Figure 11 — U.S. Hotels & Motels Industry: backtesting correlation — RealRate ECR vs. observed market value ratio (industry-level, no red company dot). Source: RealRate Archive.
This scatter plot is an industry-level correlation chart (no red dot, as that would mark a specific company). The X-axis shows each company’s RealRate-calculated ECR; the Y-axis shows its observed market-value ratio. The upward-sloping regression line — with a rank correlation of 0.73 — confirms a clear positive relationship: companies with stronger ECR scores do tend to command higher market valuations. BOYD Gaming sits furthest to the right, valued broadly in line with what its exceptional ECR would predict, while names like Hilton trade somewhat above the line — suggesting the market is pricing in growth expectations beyond what current balance-sheet strength alone would justify.
Market Statistics
The average ECR across the 20 U.S. hotel and motel companies in 2026 is 83% — down from 103% in 2024 and well below the 93% level of 2023, though still above the 62% trough recorded in 2021. The wide span between the top performer (355%) and the weakest company (a fraction of one percent) underlines how unevenly the post-pandemic recovery has played out across the sector — from cash-rich casino operators and niche resort owners to heavily leveraged regional chains still rebuilding their balance sheets.
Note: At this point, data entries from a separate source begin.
/*!
    register layout of the STM32F1 USART peripheral

    the bitfield types are plain data and always available. The memory-mapped [Usart] backend implementing [SerialPeripheral](crate::peripheral::SerialPeripheral) requires feature `stm32`.
*/

use bilge::prelude::*;


/// status register (SR)
#[bitsize(16)]
#[derive(Copy, Clone, FromBits, DebugBits, PartialEq, Default)]
pub struct Status {
    /// parity error
    pub pe: bool,
    /// framing error
    pub fe: bool,
    /// noise error
    pub ne: bool,
    /// overrun error, a received byte was lost because the previous one was not read in time
    pub ore: bool,
    /// idle line detected
    pub idle: bool,
    /// read data register not empty
    pub rxne: bool,
    /// transmission complete
    pub tc: bool,
    /// transmit data register empty
    pub txe: bool,
    /// lin break detected
    pub lbd: bool,
    /// clear to send toggled
    pub cts: bool,
    _reserved: u6,
}

/// control register 1 (CR1)
#[bitsize(16)]
#[derive(Copy, Clone, FromBits, DebugBits, PartialEq, Default)]
pub struct Control1 {
    /// send break
    pub sbk: bool,
    /// receiver wakeup
    pub rwu: bool,
    /// receiver enable
    pub re: bool,
    /// transmitter enable
    pub te: bool,
    pub idleie: bool,
    pub rxneie: bool,
    pub tcie: bool,
    pub txeie: bool,
    pub peie: bool,
    /// parity selection, odd when set
    pub ps: bool,
    /// parity control enable
    pub pce: bool,
    pub wake: bool,
    /// word length, 9 bits when set
    pub m: bool,
    /// usart enable
    pub ue: bool,
    _reserved: u2,
}

impl Control1 {
    /// control value enabling the peripheral with the requested directions, all other fields at their reset value
    pub fn enabled(transmit: bool, receive: bool) -> Self {
        let mut control = Self::from(0u16);
        control.set_ue(true);
        control.set_te(transmit);
        control.set_re(receive);
        control
    }
}


#[cfg(feature = "stm32")]
pub use mapped::*;

#[cfg(feature = "stm32")]
mod mapped {
    use core::ptr::{read_volatile, write_volatile, addr_of, addr_of_mut};
    use log::*;
    use super::{Status, Control1};
    use crate::{
        config::{Config, Channel},
        peripheral::SerialPeripheral,
        };

    /// USART1 register block base address
    pub const USART1_BASE: usize = 0x4001_3800;
    /// USART2 register block base address
    pub const USART2_BASE: usize = 0x4000_4400;

    /// register block, each 16 bit register is followed by 16 reserved bits
    #[repr(C)]
    struct RegisterBlock {
        sr: u16,
        _reserved0: u16,
        dr: u16,
        _reserved1: u16,
        brr: u16,
        _reserved2: u16,
        cr1: u16,
        _reserved3: u16,
        cr2: u16,
        _reserved4: u16,
        cr3: u16,
        _reserved5: u16,
        gtpr: u16,
        _reserved6: u16,
    }

    /// memory-mapped USART peripheral of the STM32F1 family
    pub struct Usart {
        regs: *mut RegisterBlock,
    }

    impl Usart {
        /// register block base address of a channel
        pub const fn base_address(channel: Channel) -> usize {
            match channel {
                Channel::Usart1 => USART1_BASE,
                Channel::Usart2 => USART2_BASE,
            }
        }
        /**
            access the register block of the channel selected in `config`

            nothing is accessed until the handle is used, typically by [ByteTransport::new](crate::transport::ByteTransport::new) with the same config

            # Safety

            the code must run on an STM32F1 with this channel clocked, and no other handle to the same channel may be used concurrently
        */
        pub unsafe fn steal(config: &Config) -> Self {
            let base = Self::base_address(config.channel);
            debug!("using {:?} at {:#x}", config.channel, base);
            Self {regs: base as *mut RegisterBlock}
        }
        /// base address of the register block in use
        pub fn address(&self) -> usize {
            self.regs as usize
        }
        /// current status register
        pub fn status(&self) -> Status {
            // SAFETY: regs points to a live register block, guaranteed by `steal`
            Status::from(unsafe {read_volatile(addr_of!((*self.regs).sr))})
        }
        fn write_control1(&mut self, control: Control1) {
            // SAFETY: see `status`
            unsafe {write_volatile(addr_of_mut!((*self.regs).cr1), u16::from(control))}
        }
    }

    impl SerialPeripheral for Usart {
        fn configure_divisor(&mut self, divisor: u16) {
            // SAFETY: see `status`
            unsafe {write_volatile(addr_of_mut!((*self.regs).brr), divisor)}
        }
        fn reset_control_registers(&mut self) {
            // SAFETY: see `status`
            unsafe {
                write_volatile(addr_of_mut!((*self.regs).brr), 0);
                write_volatile(addr_of_mut!((*self.regs).cr1), 0);
                write_volatile(addr_of_mut!((*self.regs).cr2), 0);
                write_volatile(addr_of_mut!((*self.regs).cr3), 0);
                write_volatile(addr_of_mut!((*self.regs).gtpr), 0);
            }
        }
        fn enable(&mut self, transmit: bool, receive: bool) {
            self.write_control1(Control1::enabled(transmit, receive));
        }
        fn receive_ready(&mut self) -> bool {
            self.status().rxne()
        }
        fn transmit_ready(&mut self) -> bool {
            self.status().txe()
        }
        fn read_data(&mut self) -> u8 {
            // SAFETY: see `status`
            let data = unsafe {read_volatile(addr_of!((*self.regs).dr))};
            // only the low byte is meaningful in 8 bit mode
            data as u8
        }
        fn write_data(&mut self, data: u8) {
            // SAFETY: see `status`
            unsafe {write_volatile(addr_of_mut!((*self.regs).dr), u16::from(data))}
        }
    }
}


#[cfg(test)]
mod tests {
    use super::*;

    #[test]
    fn status_flags_position() {
        assert!(Status::from(0x0020u16).rxne());
        assert!(! Status::from(0x0020u16).txe());
        assert!(Status::from(0x0080u16).txe());
        assert!(Status::from(0x00c0u16).tc());
    }

    #[test]
    fn control_enable_bits() {
        assert_eq!(u16::from(Control1::enabled(true, true)), 0x2000 | 0x0008 | 0x0004);
        assert_eq!(u16::from(Control1::enabled(true, false)), 0x2008);
        assert_eq!(u16::from(Control1::enabled(false, false)), 0x2000);
    }

    #[cfg(feature = "stm32")]
    #[test]
    fn usart_address_follows_config() {
        use crate::config::{Config, Channel};

        // SAFETY: the handles are only inspected, no register is accessed
        let usart = unsafe {Usart::steal(&Config::default())};
        assert_eq!(usart.address(), 0x4001_3800);
        let usart = unsafe {Usart::steal(&Config::default().with_channel(Channel::Usart2))};
        assert_eq!(usart.address(), 0x4000_4400);
        assert_eq!(Usart::base_address(Channel::Usart1), USART1_BASE);
        assert_eq!(Usart::base_address(Channel::Usart2), USART2_BASE);
    }
}
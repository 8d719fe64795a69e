/*!
    blocking [embedded_io] traits over a [ByteTransport], for code written against the generic io traits rather than packets
*/

use embedded_io::{ErrorType, ErrorKind, Read, Write, ReadReady, WriteReady};

use crate::{
    Error,
    peripheral::{SerialPeripheral, KeepAlive},
    transport::ByteTransport,
    };


impl embedded_io::Error for Error {
    fn kind(&self) -> ErrorKind {
        match self {
            Self::NotReady => ErrorKind::Other,
            Self::PacketTooLong {..} | Self::InvalidBaudRate(_) => ErrorKind::InvalidInput,
        }
    }
}

impl<P: SerialPeripheral, K: KeepAlive> ErrorType for ByteTransport<P, K> {
    type Error = Error;
}

impl<P: SerialPeripheral, K: KeepAlive> Read for ByteTransport<P, K> {
    /// wait for at least one byte, servicing the keep-alive, then take what is immediately available
    fn read(&mut self, buf: &mut [u8]) -> Result<usize, Error> {
        if buf.is_empty()
            {return Ok(0)}
        buf[0] = loop {
            if let Some(data) = self.try_receive_byte()
                {break data}
            self.service_keep_alive();
        };
        let mut size = 1;
        while size < buf.len() {
            match self.try_receive_byte() {
                Some(data) => buf[size] = data,
                None => break,
            }
            size += 1;
        }
        Ok(size)
    }
}

impl<P: SerialPeripheral, K: KeepAlive> Write for ByteTransport<P, K> {
    fn write(&mut self, buf: &[u8]) -> Result<usize, Error> {
        for &data in buf {
            self.send_byte(data)?;
        }
        Ok(buf.len())
    }
    /// every byte is already in the peripheral when `write` returns
    fn flush(&mut self) -> Result<(), Error> {
        Ok(())
    }
}

impl<P: SerialPeripheral, K: KeepAlive> ReadReady for ByteTransport<P, K> {
    fn read_ready(&mut self) -> Result<bool, Error> {
        Ok(self.peripheral_mut().receive_ready())
    }
}

impl<P: SerialPeripheral, K: KeepAlive> WriteReady for ByteTransport<P, K> {
    fn write_ready(&mut self) -> Result<bool, Error> {
        Ok(self.peripheral_mut().transmit_ready())
    }
}
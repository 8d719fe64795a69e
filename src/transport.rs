use log::*;

use crate::{
    Error,
    config::Config,
    peripheral::{SerialPeripheral, KeepAlive},
    };


/**
    byte level access to an initialized uart peripheral

    receiving never waits. Sending waits for the holding register to be free again, servicing the keep-alive meanwhile. That wait has no timeout: a peripheral that never becomes ready again hangs the caller until the watchdog resets the device.
*/
pub struct ByteTransport<P, K> {
    peripheral: P,
    keep_alive: K,
}

impl<P: SerialPeripheral, K: KeepAlive> ByteTransport<P, K> {
    /**
        configure the peripheral and take ownership of it

        all configuration registers are reset first, which leaves the frame format at 8 data bits, 1 stop bit and no parity, then the divisor is written and both directions are enabled.
        Only a config with no valid divisor can fail, and then the peripheral is left untouched.
    */
    pub fn new(mut peripheral: P, keep_alive: K, config: &Config) -> Result<Self, Error> {
        let divisor = config.divisor()?;
        peripheral.reset_control_registers();
        peripheral.configure_divisor(divisor);
        peripheral.enable(true, true);
        debug!("uart {:?} initialized at {} bauds, divisor {}", config.channel, config.baud_rate, divisor);
        Ok(Self {peripheral, keep_alive})
    }

    /// return the received byte if there is one, checking the peripheral only once
    pub fn try_receive_byte(&mut self) -> Option<u8> {
        if ! self.peripheral.receive_ready()
            {return None}
        let data = self.peripheral.read_data();
        trace!("received {:#04x}", data);
        Some(data)
    }

    /// send one byte and wait until the peripheral can accept the next one
    pub fn send_byte(&mut self, data: u8) -> Result<(), Error> {
        if ! self.peripheral.transmit_ready() {
            error!("transmit holding register busy before sending {:#04x}", data);
            return Err(Error::NotReady);
        }
        self.peripheral.write_data(data);
        trace!("sent {:#04x}", data);
        while ! self.peripheral.transmit_ready() {
            self.keep_alive.service();
        }
        Ok(())
    }

    /// service the keep-alive once, for callers looping around the transport
    pub fn service_keep_alive(&mut self) {
        self.keep_alive.service();
    }

    pub fn peripheral(&self) -> &P {&self.peripheral}
    pub fn peripheral_mut(&mut self) -> &mut P {&mut self.peripheral}
    pub fn keep_alive(&self) -> &K {&self.keep_alive}

    /// give back the peripheral and keep-alive, the peripheral stays configured
    pub fn release(self) -> (P, K) {
        (self.peripheral, self.keep_alive)
    }
}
Figure 12 — Average ECR for the U.S. hotels & motels industry, marketing years 2021–2026.
This line chart traces the market average ECR from 2021 to 2026. The climb from 62% in 2021 to a peak of 103% in 2024 reflects the industry’s recovery from pandemic-era lows, as travel demand rebounded and balance sheets repaired. The subsequent pullback to 76% in 2025 and modest rebound to 83% in 2026 suggest the recovery has plateaued — likely a combination of higher financing costs, a smaller pool of ranked companies, and renewed caution in capital spending across the sector.
Notable Movers
BOYD Gaming is the headline story of 2026: its ECR more than doubled year-on-year, vaulting an already top-ranked company to a new high and the largest gap between first and second place in recent memory. Civeo Corp climbed 11 positions, from 20th to 9th, on the back of standout revenue performance — one of the sharpest single-year jumps in the ranking’s history. At the other end, Hyatt Hotels Corp slipped five places, from 5th to 10th, dragged down by weak property, plant and equipment figures. And Pismo Coast Village’s arrival at third place — after going unranked in 2025 — makes it officially this year’s best newcomer, a reminder that size is no guarantee of a place at the top.

Manager’s Takeaway
The 2026 U.S. hotels and motels rankings deliver a striking message: balance-sheet discipline beats brand size. BOYD Gaming, a regional casino operator, posted a financial-strength score more than twice that of Marriott — the world’s largest hotel company by far. Marriott itself shows that scale and an above-average ECR are not mutually exclusive, as long as revenue performance and lean liabilities offset a heavy cost base. And Pismo Coast Village, a single-property operator a fraction the size of its rivals, proves that a debt-light balance sheet can carry a small company into the same league as global names. For investors and operators alike, the RealRate ECR points to a consistent truth: the companies that control costs and keep liabilities lean — not necessarily the biggest ones — sit at the top of the table, year after year.